SOURCE DATA:

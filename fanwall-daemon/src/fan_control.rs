//! Fan control loop.
//!
//! Periodic reconciliation across one or two powerboards: pull tach and
//! wattage, refresh host/drive temperatures, recompute wall targets, and
//! push only the walls that changed. Mirrors the hardened loop's
//! structure (panic-resistant iterations, fallback on repeated failure,
//! `tokio::select!` between the poll sleep and a reload notify) but
//! replaced end to end for fan walls and powerboards instead of
//! sysfs PWM pairs.

use std::collections::HashMap;
use std::sync::atomic::{AtomicBool, AtomicU64, Ordering};
use std::sync::{Arc, Mutex as StdMutex};
use std::time::Duration;

use fanwall_core::{
    apply_target_to_triple, binding_for_wall, recompute, BoardGate, FanWall, FanwallError,
    Powerboard, Services,
};
use tokio::sync::{Mutex as AsyncMutex, Notify};
use tracing::{debug, error, info, warn};

use crate::link::PowerboardLink;

const FALLBACK_FAN_PERCENT: u8 = fanwall_core::constants::SAFE_DEFAULT_FAN_PERCENT as u8;
const MAX_CONSECUTIVE_ERRORS: u32 = 10;

/// One board's link plus its pair of binary mutexes: `link` bounds one
/// request/response at a time; `update_gate` implements the
/// try-acquire/drop debounce for user-driven manual edits. The
/// scheduler's own overlap guard (`tick_gate`) is separate from both —
/// it decides whether this tick touches the board at all.
pub struct BoardSlot {
    pub location: u8,
    link: StdMutex<PowerboardLink>,
    tick_gate: BoardGate,
    update_gate: BoardGate,
    telemetry: StdMutex<Powerboard>,
}

impl BoardSlot {
    fn new(location: u8, link: PowerboardLink) -> Self {
        let telemetry = Powerboard {
            location,
            hardware_revision: link.metadata.hardware_revision.clone(),
            firmware_version: link.metadata.firmware_version.clone(),
            saved_pwm: link.initial_pwm,
            current_pwm: link.initial_pwm,
            last_tach_rpm: (0, 0, 0),
            last_wattage: [0.0; 4],
        };
        Self {
            location,
            link: StdMutex::new(link),
            tick_gate: BoardGate::new(),
            update_gate: BoardGate::new(),
            telemetry: StdMutex::new(telemetry),
        }
    }

    pub fn current_pwm(&self) -> (u8, u8, u8) {
        self.telemetry.lock().expect("lock poisoned").current_pwm
    }
}

pub struct ControlState {
    pub automatic_control: AtomicBool,
    pub poll_interval_ms: AtomicU64,
    pub reload_notify: Notify,
    pub boards: HashMap<u8, Arc<BoardSlot>>,
    pub services: AsyncMutex<Services>,
}

impl ControlState {
    /// Opens whichever of board locations 1 and 2 respond; a board that
    /// fails to open is simply absent — its walls are hidden from
    /// external APIs and not ticked, per the binding rule in C5.
    pub fn new(services: Services, ports: &HashMap<u8, String>) -> Self {
        let mut boards = HashMap::new();
        for (&location, port) in ports {
            match PowerboardLink::open(port) {
                Ok(link) => {
                    info!(location, port, "powerboard link opened");
                    boards.insert(location, Arc::new(BoardSlot::new(location, link)));
                }
                Err(e) => {
                    warn!(location, port, error = %e, "powerboard not available, walls on it are hidden");
                }
            }
        }

        let poll_ms = (services.fan_service_state.automatic_update_interval * 1000.0) as u64;

        Self {
            automatic_control: AtomicBool::new(services.fan_service_state.automatic_control_enabled),
            poll_interval_ms: AtomicU64::new(poll_ms.max(100)),
            reload_notify: Notify::new(),
            boards,
            services: AsyncMutex::new(services),
        }
    }

    pub fn signal_reload(&self) {
        self.reload_notify.notify_one();
    }

    /// Manual slider edit: debounced per board. Returns `false` if an
    /// update for this board was already in flight and this one was
    /// dropped (S7).
    pub async fn request_manual_update(&self, wall_id: u8, clamped_target: u8) -> bool {
        let Some(binding) = binding_for_wall(wall_id) else {
            return false;
        };
        let Some(board) = self.boards.get(&binding.board_location) else {
            return false;
        };
        let Some(_guard) = board.update_gate.try_acquire() else {
            debug!(wall_id, "manual update dropped, one already in flight for this board");
            return false;
        };

        let board = board.clone();
        let current = board.current_pwm();
        let triple = apply_target_to_triple(current, binding.rows, clamped_target);
        let result = tokio::task::spawn_blocking(move || {
            let mut link = board.link.lock().expect("lock poisoned");
            link.update_fan_speed(triple.0, triple.1, triple.2)?;
            board.telemetry.lock().expect("lock poisoned").current_pwm = triple;
            Ok::<(), FanwallError>(())
        })
        .await;

        match result {
            Ok(Ok(())) => true,
            Ok(Err(e)) => {
                warn!(wall_id, error = %e, "manual update failed");
                false
            }
            Err(e) => {
                error!(wall_id, error = %e, "manual update task panicked");
                false
            }
        }
    }
}

pub async fn run_control_loop(state: Arc<ControlState>, shutdown: Arc<AtomicBool>) {
    info!("fan control loop starting");

    let mut consecutive_errors: u32 = 0;

    loop {
        if shutdown.load(Ordering::SeqCst) {
            info!("fan control loop shutting down");
            break;
        }

        match run_tick(&state).await {
            Ok(()) => {
                if consecutive_errors > 0 {
                    debug!(recovered_after = consecutive_errors, "tick recovered");
                    consecutive_errors = 0;
                }
            }
            Err(e) => {
                consecutive_errors += 1;
                if consecutive_errors == 1 || consecutive_errors % MAX_CONSECUTIVE_ERRORS == 0 {
                    error!(count = consecutive_errors, error = %e, "tick failed");
                }
            }
        }

        let poll_ms = state.poll_interval_ms.load(Ordering::SeqCst);
        tokio::select! {
            _ = tokio::time::sleep(Duration::from_millis(poll_ms)) => {}
            _ = state.reload_notify.notified() => {
                debug!("control loop woken by reload signal");
            }
        }
    }

    info!("fan control loop stopped");
}

async fn run_tick(state: &ControlState) -> Result<(), FanwallError> {
    // Step 1: pull tach+wattage for every board whose previous tick has
    // already finished.
    for board in state.boards.values() {
        let Some(_guard) = board.tick_gate.try_acquire() else {
            debug!(location = board.location, "previous tick still outstanding, skipping board");
            continue;
        };
        let board = board.clone();
        let pulled = tokio::task::spawn_blocking(move || {
            let mut link = board.link.lock().expect("lock poisoned");
            let tach = link.read_tach()?;
            let raw_wattage = link.read_wattage()?;
            let mut telemetry = board.telemetry.lock().expect("lock poisoned");
            telemetry.last_tach_rpm = tach;
            telemetry.last_wattage = telemetry.decode_wattage(raw_wattage);
            Ok::<(), FanwallError>(())
        })
        .await;

        match pulled {
            Ok(Ok(())) => {}
            Ok(Err(e)) if e.is_transient() => {
                warn!(error = %e, "board pull failed, cached readings retained");
            }
            Ok(Err(e)) => return Err(e),
            Err(e) => error!(error = %e, "board pull task panicked"),
        }
    }

    if !state.automatic_control.load(Ordering::SeqCst) {
        return Ok(());
    }

    // Steps 2-4: one consistent-snapshot recompute of wall targets.
    let mut services = state.services.lock().await;
    let walls: Vec<FanWall> = services.fan_service_state.fan_walls.values().cloned().collect();
    let profiles = services.fan_profiles.profiles.clone();
    let drive_monitors = services.drive_monitors().clone();

    let diffs = recompute(
        &mut services.sensor_registry,
        &services.drive_registry,
        &drive_monitors,
        &walls,
        &profiles,
    );

    // Step 5: push only the diffs, applying the new target onto the
    // wall record before dropping the lock.
    for (wall_id, target) in &diffs {
        if let Some(wall) = services.fan_service_state.fan_walls.get_mut(&wall_id.to_string()) {
            wall.target = *target;
        }
    }
    drop(services);

    for (wall_id, target) in diffs {
        push_wall_target(state, wall_id, target).await;
    }

    Ok(())
}

async fn push_wall_target(state: &ControlState, wall_id: u8, target: u8) {
    let Some(binding) = binding_for_wall(wall_id) else {
        return;
    };
    let Some(board) = state.boards.get(&binding.board_location) else {
        return;
    };
    let board = board.clone();
    let current = board.current_pwm();
    let triple = apply_target_to_triple(current, binding.rows, target);

    let result = tokio::task::spawn_blocking(move || {
        let mut link = board.link.lock().expect("lock poisoned");
        link.update_fan_speed(triple.0, triple.1, triple.2)?;
        let mut telemetry = board.telemetry.lock().expect("lock poisoned");
        telemetry.current_pwm = triple;
        Ok::<(), FanwallError>(())
    })
    .await;

    match result {
        Ok(Ok(())) => {
            let mut services = state.services.lock().await;
            if let Some(wall) = services.fan_service_state.fan_walls.get_mut(&wall_id.to_string()) {
                wall.last_applied = target;
            }
        }
        Ok(Err(e)) => warn!(wall_id, error = %e, "failed to push wall target"),
        Err(e) => error!(wall_id, error = %e, "push task panicked"),
    }
}

/// Applies the safe default to every known wall, used when the
/// automatic-control flag is off at boot or after too many consecutive
/// tick failures leave target state suspect.
pub async fn apply_fallback_speed(state: &ControlState) {
    for board in state.boards.values() {
        let board = board.clone();
        let triple = (FALLBACK_FAN_PERCENT, FALLBACK_FAN_PERCENT, FALLBACK_FAN_PERCENT);
        let outcome = tokio::task::spawn_blocking(move || {
            let mut link = board.link.lock().expect("lock poisoned");
            link.update_fan_speed(triple.0, triple.1, triple.2)?;
            board.telemetry.lock().expect("lock poisoned").current_pwm = triple;
            Ok::<(), FanwallError>(())
        })
        .await;

        if let Ok(Err(e)) = outcome {
            warn!(error = %e, "failed to apply fallback speed");
        }
    }
}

WORK INSTRUCTION: Where the string "shutdown" occurs in the data, return the whole line.

SOLVED PROBLEM:
pub async fn run_control_loop(state: Arc<ControlState>, shutdown: Arc<AtomicBool>) {
        if shutdown.load(Ordering::SeqCst) {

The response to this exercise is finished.